La conversion prendra le temps qu’il faut (mais ça urge !), et l’essentiel, peut-être, ne nous appartient pas. Nous reste à faire, hic et nunc, tout le bien possible. En cueillant chaque joie comme une grâce. En continuant, vaille que vaille, à « s’occuper de la terre »

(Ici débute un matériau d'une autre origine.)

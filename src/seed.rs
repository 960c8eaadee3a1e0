// 9.0: seed generator. builds a complete, self-consistent market and
// portfolio from nothing. create_seed cannot fail; create_seed_with only
// fails on an invalid config. not reproducible unless the caller supplies a
// seeded rng through create_seed_with.

use std::collections::{HashMap, VecDeque};

use rand::rngs::StdRng;
use rand::{Rng, SeedableRng};
use rand_distr::{Distribution, Uniform};
use rust_decimal::Decimal;
use rust_decimal_macros::dec;

use crate::candle::{aggregate, CandleInterval};
use crate::config::{ConfigError, SimulationConfig};
use crate::market::{CandleBook, MarketPair, MarketState, MarketTicker};
use crate::order_book::build_order_book;
use crate::orders::OrdersState;
use crate::portfolio::{EquityPoint, PortfolioState};
use crate::precision::{floor_dp, round_dp, to_decimal, FEE_DP};
use crate::snapshot::{SimulationSettings, SimulationSnapshot};
use crate::types::Timestamp;

const MINUTE_MS: i64 = 60_000;
const HOUR_MS: i64 = 60 * MINUTE_MS;
const DAY_MINUTES: usize = 1440;

/// One tradable asset of the fixed catalog.
#[derive(Debug, Clone, Copy)]
pub struct CatalogEntry {
    pub asset: &'static str,
    pub reference_price: Decimal,
    pub price_precision: u32,
    pub quantity_precision: u32,
    pub min_notional: Decimal,
}

const fn entry(
    asset: &'static str,
    reference_price: Decimal,
    price_precision: u32,
    quantity_precision: u32,
    min_notional: Decimal,
) -> CatalogEntry {
    CatalogEntry {
        asset,
        reference_price,
        price_precision,
        quantity_precision,
        min_notional,
    }
}

/// Reference prices are in USD terms. Catalog order is feed order.
pub const CATALOG: [CatalogEntry; 8] = [
    entry("BTC", dec!(68000), 2, 6, dec!(10)),
    entry("ETH", dec!(3000), 2, 5, dec!(10)),
    entry("SOL", dec!(150), 2, 3, dec!(5)),
    entry("DOGE", dec!(0.12), 5, 0, dec!(1)),
    entry("CRO", dec!(0.18), 5, 0, dec!(1)),
    entry("XRP", dec!(0.55), 4, 1, dec!(1)),
    entry("USDC", dec!(1), 4, 2, dec!(1)),
    entry("USDT", dec!(1), 4, 2, dec!(1)),
];

/// Starting balances.
pub const ALLOCATION: [(&str, Decimal); 8] = [
    ("BTC", dec!(0.225)),
    ("ETH", dec!(2.15)),
    ("SOL", dec!(120)),
    ("DOGE", dec!(12000)),
    ("CRO", dec!(2500)),
    ("XRP", dec!(3000)),
    ("USDT", dec!(2500)),
    ("USDC", dec!(5200)),
];

const BASE_CURRENCY_FLOAT: Decimal = dec!(2500);

/// Every catalog asset quoted in `base_currency`, skipping the base itself.
pub fn catalog_pairs(base_currency: &str) -> Vec<(MarketPair, Decimal)> {
    CATALOG
        .iter()
        .filter(|e| e.asset != base_currency)
        .map(|e| {
            let pair = MarketPair::new(
                e.asset,
                base_currency,
                e.price_precision,
                e.quantity_precision,
                e.min_notional,
            );
            (pair, e.reference_price)
        })
        .collect()
}

/// Seed with fresh entropy at `timestamp`, or now.
pub fn create_seed(base_currency: &str, timestamp: Option<Timestamp>) -> SimulationSnapshot {
    let mut rng = StdRng::from_entropy();
    let now = timestamp.unwrap_or_else(Timestamp::now);
    build_seed(&mut rng, base_currency, now, &SimulationConfig::default())
}

/// Seed from `rng` with a caller-supplied config, which is validated first.
pub fn create_seed_with<R: Rng + ?Sized>(
    rng: &mut R,
    base_currency: &str,
    now: Timestamp,
    config: &SimulationConfig,
) -> Result<SimulationSnapshot, ConfigError> {
    config.validate()?;
    Ok(build_seed(rng, base_currency, now, config))
}

fn build_seed<R: Rng + ?Sized>(
    rng: &mut R,
    base_currency: &str,
    now: Timestamp,
    config: &SimulationConfig,
) -> SimulationSnapshot {
    let market = seed_market(rng, base_currency, now, config);
    let portfolio = seed_portfolio(rng, base_currency, &market, now, config);
    log::info!(
        "seeded {} pairs, portfolio {} {}",
        market.pairs.len(),
        portfolio.total_value,
        base_currency
    );

    SimulationSnapshot {
        market,
        portfolio,
        orders: OrdersState::default(),
        settings: SimulationSettings::new(base_currency),
        earn_positions: Vec::new(),
    }
}

/// Per-minute `(timestamp, price, volume)` samples ending at the minute of `now`.
/// A negative `volatility` is taken by magnitude; a non-finite one walks flat.
pub fn random_walk<R: Rng + ?Sized>(
    rng: &mut R,
    pair: &MarketPair,
    start: Decimal,
    now: Timestamp,
    minutes: usize,
    volatility: f64,
    trade_notional: Decimal,
) -> Vec<(Timestamp, Decimal, Decimal)> {
    let bound = if volatility.is_finite() { volatility.abs() } else { 0.0 };
    let drift = Uniform::new_inclusive(-bound, bound);
    let volume_factor = Uniform::new(0.2, 1.0);
    let last_minute = CandleInterval::OneMinute.bucket(now);

    let mut price = round_dp(start.max(pair.tick_size), pair.price_precision).max(pair.tick_size);
    let mut samples = Vec::with_capacity(minutes);
    for i in 0..minutes {
        if i > 0 {
            let moved = price * (Decimal::ONE + to_decimal(drift.sample(rng)));
            price = round_dp(moved.max(pair.tick_size), pair.price_precision).max(pair.tick_size);
        }
        let volume = floor_dp(
            trade_notional / price * to_decimal(volume_factor.sample(rng)),
            pair.quantity_precision,
        )
        .max(pair.step_size);
        let back = (minutes - 1 - i) as i64;
        samples.push((last_minute.minus_millis(back * MINUTE_MS), price, volume));
    }
    samples
}

/// Ticker over the trailing day of `samples`.
fn ticker_from(pair: &MarketPair, samples: &[(Timestamp, Decimal, Decimal)], now: Timestamp, window: usize) -> MarketTicker {
    let day_start = samples.len().saturating_sub(DAY_MINUTES + 1);
    let day = &samples[day_start..];

    let (_, open, _) = day[0];
    let (_, last, _) = day[day.len() - 1];
    let previous_close = if day.len() > 1 { day[day.len() - 2].1 } else { last };

    let mut ticker = MarketTicker::new(&pair.symbol, last, now);
    ticker.open_price = open;
    ticker.previous_close = previous_close;
    ticker.high_price = day.iter().map(|s| s.1).max().unwrap_or(last);
    ticker.low_price = day.iter().map(|s| s.1).min().unwrap_or(last);
    ticker.volume = day.iter().map(|s| s.2).sum();
    ticker.quote_volume = round_dp(day.iter().map(|s| s.1 * s.2).sum(), FEE_DP);
    ticker.price_change_percent = MarketTicker::change_percent(open, last);
    ticker.sparkline = samples.iter().rev().take(window).rev().map(|s| s.1).collect();
    ticker
}

fn seed_market<R: Rng + ?Sized>(
    rng: &mut R,
    base_currency: &str,
    now: Timestamp,
    config: &SimulationConfig,
) -> MarketState {
    let mut market = MarketState::default();

    for (pair, reference) in catalog_pairs(base_currency) {
        let samples = random_walk(
            rng,
            &pair,
            reference,
            now,
            config.seed.history_minutes.max(1),
            config.seed.volatility,
            config.feed.trade_notional,
        );
        let ticker = ticker_from(&pair, &samples, now, config.feed.sparkline_window);

        let candles: CandleBook = CandleInterval::SUPPORTED
            .iter()
            .map(|&interval| (interval, aggregate(&samples, interval, config.feed.max_candles)))
            .collect();

        let book = build_order_book(&pair, ticker.last_price, &config.book, rng, now);

        market.price_map.insert(pair.base_asset.clone(), ticker.last_price);
        market.candles.insert(pair.symbol.clone(), candles);
        market.order_books.insert(pair.symbol.clone(), book);
        market.trades.insert(pair.symbol.clone(), VecDeque::new());
        market.tickers.insert(pair.symbol.clone(), ticker);
        market.pairs.push(pair);
    }

    market.last_updated = Some(now);
    market
}

fn seed_portfolio<R: Rng + ?Sized>(
    rng: &mut R,
    base_currency: &str,
    market: &MarketState,
    now: Timestamp,
    config: &SimulationConfig,
) -> PortfolioState {
    let mut portfolio = PortfolioState::new(base_currency);
    for (asset, amount) in ALLOCATION {
        portfolio.set_balance(asset, amount);
    }
    if portfolio.asset(base_currency).is_none() {
        portfolio.set_balance(base_currency, BASE_CURRENCY_FLOAT);
    }

    let total = portfolio.revalue(&market.price_map);
    portfolio.equity_history = equity_walk(rng, total, now, config.seed.equity_points);
    portfolio.updated_at = Some(now);
    portfolio
}

/// Hourly equity points ending at `now`, starting at 97% of `total` and
/// kept within half and one and a half times `total`.
fn equity_walk<R: Rng + ?Sized>(rng: &mut R, total: Decimal, now: Timestamp, points: usize) -> VecDeque<EquityPoint> {
    let step = Uniform::new_inclusive(-0.01, 0.0105);
    let floor = total * dec!(0.5);
    let ceiling = total * dec!(1.5);

    let mut value = total * dec!(0.97);
    let mut history = VecDeque::with_capacity(points);
    for i in 0..points {
        if i > 0 {
            value = (value * (Decimal::ONE + to_decimal(step.sample(rng)))).clamp(floor, ceiling);
        }
        let back = (points - 1 - i) as i64;
        history.push_back(EquityPoint {
            timestamp: now.minus_millis(back * HOUR_MS),
            value: round_dp(value, 2),
        });
    }
    history
}

/// Starting prices for every catalog asset, for callers that want to value
/// balances before a market exists.
pub fn reference_prices() -> HashMap<String, Decimal> {
    CATALOG
        .iter()
        .map(|e| (e.asset.to_string(), e.reference_price))
        .collect()
}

Le ministre des Affaires étrangères, Jean-Yves Le Drian, l’avait d’ailleurs dit sans ambages dans un entretien au Monde en avril 2020 : « Ma crainte, c’est que le monde d’après ressemble furieusement au monde d’avant, mais en pire. » Alors quoi ? La conversion prendra le temps qu’il faut (mais ça urge !), et l’essentiel, peut-être, ne nous appartient pas. Nous reste à faire, hic et nunc, tout le bien possible. En cueillant chaque joie comme une grâce. En continuant, vaille que vaille, à « s’occuper de la terre » : « Du fond des catastrophes, il faut bien repartir de cela. Dans l’écroulement retentissant des civilisations, on retrouvera les grandes choses silencieuses : la terre qui tourne sans bruit, le trèfle, le seigle, le chêne, menant humblement, puissamment, leur vie réglée selon le juste temps des saisons. » (H. Pourrat)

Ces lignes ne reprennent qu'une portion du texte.